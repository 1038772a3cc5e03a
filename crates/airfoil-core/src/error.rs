use thiserror::Error;

#[derive(Debug, Error)]
pub enum AirfoilError {
    #[error("{0}")]
    Usage(String),

    #[error("Invalid NACA: {0}")]
    InvalidCode(String),

    #[error("{0}")]
    InvalidResolution(String),

    #[error("{0}")]
    Unsupported(String),

    #[error("Geometry error: {0}")]
    Geometry(String),

    #[error("IO error: {0}")]
    Io(#[from] std::io::Error),
}

impl AirfoilError {
    /// True for errors raised while checking user input, before any geometry is built.
    pub fn is_validation(&self) -> bool {
        matches!(
            self,
            AirfoilError::InvalidCode(_)
                | AirfoilError::InvalidResolution(_)
                | AirfoilError::Unsupported(_)
        )
    }
}

pub type Result<T> = std::result::Result<T, AirfoilError>;
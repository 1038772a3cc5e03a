use crate::{Point3, Vector3};
use serde::{Deserialize, Serialize};

/// Axis-Aligned Bounding Box in 3D space.
#[derive(Debug, Clone, Copy, PartialEq, Serialize, Deserialize)]
pub struct Aabb3 {
    pub min: Point3,
    pub max: Point3,
}

impl Aabb3 {
    pub fn new(min: Point3, max: Point3) -> Self {
        Self { min, max }
    }

    pub fn from_points(points: &[Point3]) -> Option<Self> {
        let (first, rest) = points.split_first()?;
        let (min, max) = rest
            .iter()
            .fold((*first, *first), |(min, max), &p| (min.min(p), max.max(p)));
        Some(Self { min, max })
    }

    pub fn center(&self) -> Point3 {
        (self.min + self.max) * 0.5
    }

    pub fn extents(&self) -> Vector3 {
        self.max - self.min
    }

    pub fn contains_point(&self, p: Point3) -> bool {
        p.cmpge(self.min).all() && p.cmple(self.max).all()
    }
}
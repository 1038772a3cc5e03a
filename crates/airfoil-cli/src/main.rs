//! NACA 4-digit airfoil mesh generator
//!
//! Samples a NACA 4-digit section, lofts it into a unit-chord prism spanning
//! z = -1..1 and writes the result as a Wavefront OBJ file.
//!
//! # Usage
//!
//! ```bash
//! amt 0012 50 naca0012.obj
//! amt --summary --linear 2412 100 naca2412.obj
//! ```

mod args;

use std::process;

use airfoil_core::AirfoilError;
use airfoil_mesh::{build_mesh, save_obj, MeshSummary};
use tracing_subscriber::EnvFilter;

use crate::args::{parse_args, Command, RunArgs, USAGE};

fn init_logging() {
    let filter = EnvFilter::try_from_default_env().unwrap_or_else(|_| EnvFilter::new("warn"));
    tracing_subscriber::fmt()
        .with_env_filter(filter)
        .with_writer(std::io::stderr)
        .init();
}

fn run(args: RunArgs) -> Result<(), AirfoilError> {
    let mesh = build_mesh(&args.request)?;

    // A file that cannot be written is reported but does not fail the run.
    if let Err(err) = save_obj(&mesh, &args.output) {
        eprintln!("Failed to open output file: {}: {err}", args.output.display());
    }

    if args.summary {
        let summary = MeshSummary::new(&args.request, &mesh);
        match serde_json::to_string_pretty(&summary) {
            Ok(json) => println!("{json}"),
            Err(err) => eprintln!("Failed to encode summary: {err}"),
        }
    }
    Ok(())
}

fn main() {
    init_logging();
    let args: Vec<String> = std::env::args().skip(1).collect();

    let command = match parse_args(&args) {
        Ok(command) => command,
        Err(AirfoilError::Usage(msg)) => {
            eprintln!("Error: {msg}\n");
            eprint!("{USAGE}");
            process::exit(1);
        }
        Err(err) => {
            eprintln!("{err}");
            process::exit(1);
        }
    };

    match command {
        Command::Help => print!("{USAGE}"),
        Command::Run(run_args) => {
            if let Err(err) = run(run_args) {
                eprintln!("{err}");
                process::exit(1);
            }
        }
    }
}
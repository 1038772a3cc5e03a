pub mod aabb;
pub mod transform;

pub use glam::{dvec2, dvec3, DMat4, DVec2, DVec3, DVec4};
pub use aabb::Aabb3;
pub use transform::Transform;

pub type Point2 = DVec2;
pub type Point3 = DVec3;
pub type Vector2 = DVec2;
pub type Vector3 = DVec3;
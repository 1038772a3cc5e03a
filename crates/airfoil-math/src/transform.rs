use crate::{DMat4, DVec4, Point3, Vector3};
use serde::{Deserialize, Serialize};

/// Rigid body transform (rotation + translation, no shear/scale).
#[derive(Debug, Clone, Copy, PartialEq, Serialize, Deserialize)]
pub struct Transform {
    pub matrix: [f64; 16],
}

impl Transform {
    pub fn identity() -> Self {
        Self::from_mat4(DMat4::IDENTITY)
    }

    /// Quarter turn about +Y taking `(x, y, z)` to `(z, y, -x)`.
    ///
    /// Forward along the chord becomes +Z while +Y stays up. The matrix is
    /// written out entry by entry so every output coordinate is an exact copy
    /// (or negation) of an input coordinate.
    pub fn z_forward() -> Self {
        Self::from_mat4(DMat4::from_cols(
            DVec4::new(0.0, 0.0, -1.0, 0.0),
            DVec4::new(0.0, 1.0, 0.0, 0.0),
            DVec4::new(1.0, 0.0, 0.0, 0.0),
            DVec4::W,
        ))
    }

    pub fn from_mat4(m: DMat4) -> Self {
        Self {
            matrix: m.to_cols_array(),
        }
    }

    pub fn to_mat4(&self) -> DMat4 {
        DMat4::from_cols_array(&self.matrix)
    }

    pub fn transform_point(&self, p: Point3) -> Point3 {
        self.to_mat4().transform_point3(p)
    }

    /// Rotation-only transforms map normals the same way as directions.
    pub fn transform_vector(&self, v: Vector3) -> Vector3 {
        self.to_mat4().transform_vector3(v)
    }

    pub fn then(&self, other: &Transform) -> Transform {
        Self::from_mat4(other.to_mat4() * self.to_mat4())
    }
}

impl Default for Transform {
    fn default() -> Self {
        Self::identity()
    }
}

» Work to complete
Down to the last line, reproduce the entries above precisely.

» Exercise solution
repository 1038772a3cc5e03a
filename crates/airfoil-core/src/error.rs
use thiserror::Error;

#[derive(Debug, Error)]
pub enum AirfoilError {
    #[error("{0}")]
    Usage(String),

    #[error("Invalid NACA: {0}")]
    InvalidCode(String),

    #[error("{0}")]
    InvalidResolution(String),

    #[error("{0}")]
    Unsupported(String),

    #[error("Geometry error: {0}")]
    Geometry(String),

    #[error("IO error: {0}")]
    Io(#[from] std::io::Error),
}

impl AirfoilError {
    /// True for errors raised while checking user input, before any geometry is built.
    pub fn is_validation(&self) -> bool {
        matches!(
            self,
            AirfoilError::InvalidCode(_)
                | AirfoilError::InvalidResolution(_)
                | AirfoilError::Unsupported(_)
        )
    }
}

pub type Result<T> = std::result::Result<T, AirfoilError>;
repository 1038772a3cc5e03a
use crate::{Point3, Vector3};
use serde::{Deserialize, Serialize};

/// Axis-Aligned Bounding Box in 3D space.
#[derive(Debug, Clone, Copy, PartialEq, Serialize, Deserialize)]
pub struct Aabb3 {
    pub min: Point3,
    pub max: Point3,
}

impl Aabb3 {
    pub fn new(min: Point3, max: Point3) -> Self {
        Self { min, max }
    }

    pub fn from_points(points: &[Point3]) -> Option<Self> {
        let (first, rest) = points.split_first()?;
        let (min, max) = rest
            .iter()
            .fold((*first, *first), |(min, max), &p| (min.min(p), max.max(p)));
        Some(Self { min, max })
    }

    pub fn center(&self) -> Point3 {
        (self.min + self.max) * 0.5
    }

    pub fn extents(&self) -> Vector3 {
        self.max - self.min
    }

    pub fn contains_point(&self, p: Point3) -> bool {
        p.cmpge(self.min).all() && p.cmple(self.max).all()
    }
}
repository 1038772a3cc5e03a
filename crates/airfoil-cli/src/main.rs
//! NACA 4-digit airfoil mesh generator
//!
//! Samples a NACA 4-digit section, lofts it into a unit-chord prism spanning
//! z = -1..1 and writes the result as a Wavefront OBJ file.
//!
//! # Usage
//!
//! ```bash
//! amt 0012 50 naca0012.obj
//! amt --summary --linear 2412 100 naca2412.obj
//! ```

mod args;

use std::process;

use airfoil_core::AirfoilError;
use airfoil_mesh::{build_mesh, save_obj, MeshSummary};
use tracing_subscriber::EnvFilter;

use crate::args::{parse_args, Command, RunArgs, USAGE};

fn init_logging() {
    let filter = EnvFilter::try_from_default_env().unwrap_or_else(|_| EnvFilter::new("warn"));
    tracing_subscriber::fmt()
        .with_env_filter(filter)
        .with_writer(std::io::stderr)
        .init();
}

fn run(args: RunArgs) -> Result<(), AirfoilError> {
    let mesh = build_mesh(&args.request)?;

    // A file that cannot be written is reported but does not fail the run.
    if let Err(err) = save_obj(&mesh, &args.output) {
        eprintln!("Failed to open output file: {}: {err}", args.output.display());
    }

    if args.summary {
        let summary = MeshSummary::new(&args.request, &mesh);
        match serde_json::to_string_pretty(&summary) {
            Ok(json) => println!("{json}"),
            Err(err) => eprintln!("Failed to encode summary: {err}"),
        }
    }
    Ok(())
}

fn main() {
    init_logging();
    let args: Vec<String> = std::env::args().skip(1).collect();

    let command = match parse_args(&args) {
        Ok(command) => command,
        Err(AirfoilError::Usage(msg)) => {
            eprintln!("Error: {msg}\n");
            eprint!("{USAGE}");
            process::exit(1);
        }
        Err(err) => {
            eprintln!("{err}");
            process::exit(1);
        }
    };

    match command {
        Command::Help => print!("{USAGE}"),
        Command::Run(run_args) => {
            if let Err(err) = run(run_args) {
                eprintln!("{err}");
                process::exit(1);
            }
        }
    }
}
repository 1038772a3cc5e03a
pub mod aabb;
pub mod transform;

pub use glam::{dvec2, dvec3, DMat4, DVec2, DVec3, DVec4};
pub use aabb::Aabb3;
pub use transform::Transform;

pub type Point2 = DVec2;
pub type Point3 = DVec3;
pub type Vector2 = DVec2;
pub type Vector3 = DVec3;
repository 1038772a3cc5e03a
filename crates/airfoil-math/src/transform.rs
use crate::{DMat4, DVec4, Point3, Vector3};
use serde::{Deserialize, Serialize};

/// Rigid body transform (rotation + translation, no shear/scale).
#[derive(Debug, Clone, Copy, PartialEq, Serialize, Deserialize)]
pub struct Transform {
    pub matrix: [f64; 16],
}

impl Transform {
    pub fn identity() -> Self {
        Self::from_mat4(DMat4::IDENTITY)
    }

    /// Quarter turn about +Y taking `(x, y, z)` to `(z, y, -x)`.
    ///
    /// Forward along the chord becomes +Z while +Y stays up. The matrix is
    /// written out entry by entry so every output coordinate is an exact copy
    /// (or negation) of an input coordinate.
    pub fn z_forward() -> Self {
        Self::from_mat4(DMat4::from_cols(
            DVec4::new(0.0, 0.0, -1.0, 0.0),
            DVec4::new(0.0, 1.0, 0.0, 0.0),
            DVec4::new(1.0, 0.0, 0.0, 0.0),
            DVec4::W,
        ))
    }

    pub fn from_mat4(m: DMat4) -> Self {
        Self {
            matrix: m.to_cols_array(),
        }
    }

    pub fn to_mat4(&self) -> DMat4 {
        DMat4::from_cols_array(&self.matrix)
    }

    pub fn transform_point(&self, p: Point3) -> Point3 {
        self.to_mat4().transform_point3(p)
    }

    /// Rotation-only transforms map normals the same way as directions.
    pub fn transform_vector(&self, v: Vector3) -> Vector3 {
        self.to_mat4().transform_vector3(v)
    }

    pub fn then(&self, other: &Transform) -> Transform {
        Self::from_mat4(other.to_mat4() * self.to_mat4())
    }
}

impl Default for Transform {
    fn default() -> Self {
        Self::identity()
    }
}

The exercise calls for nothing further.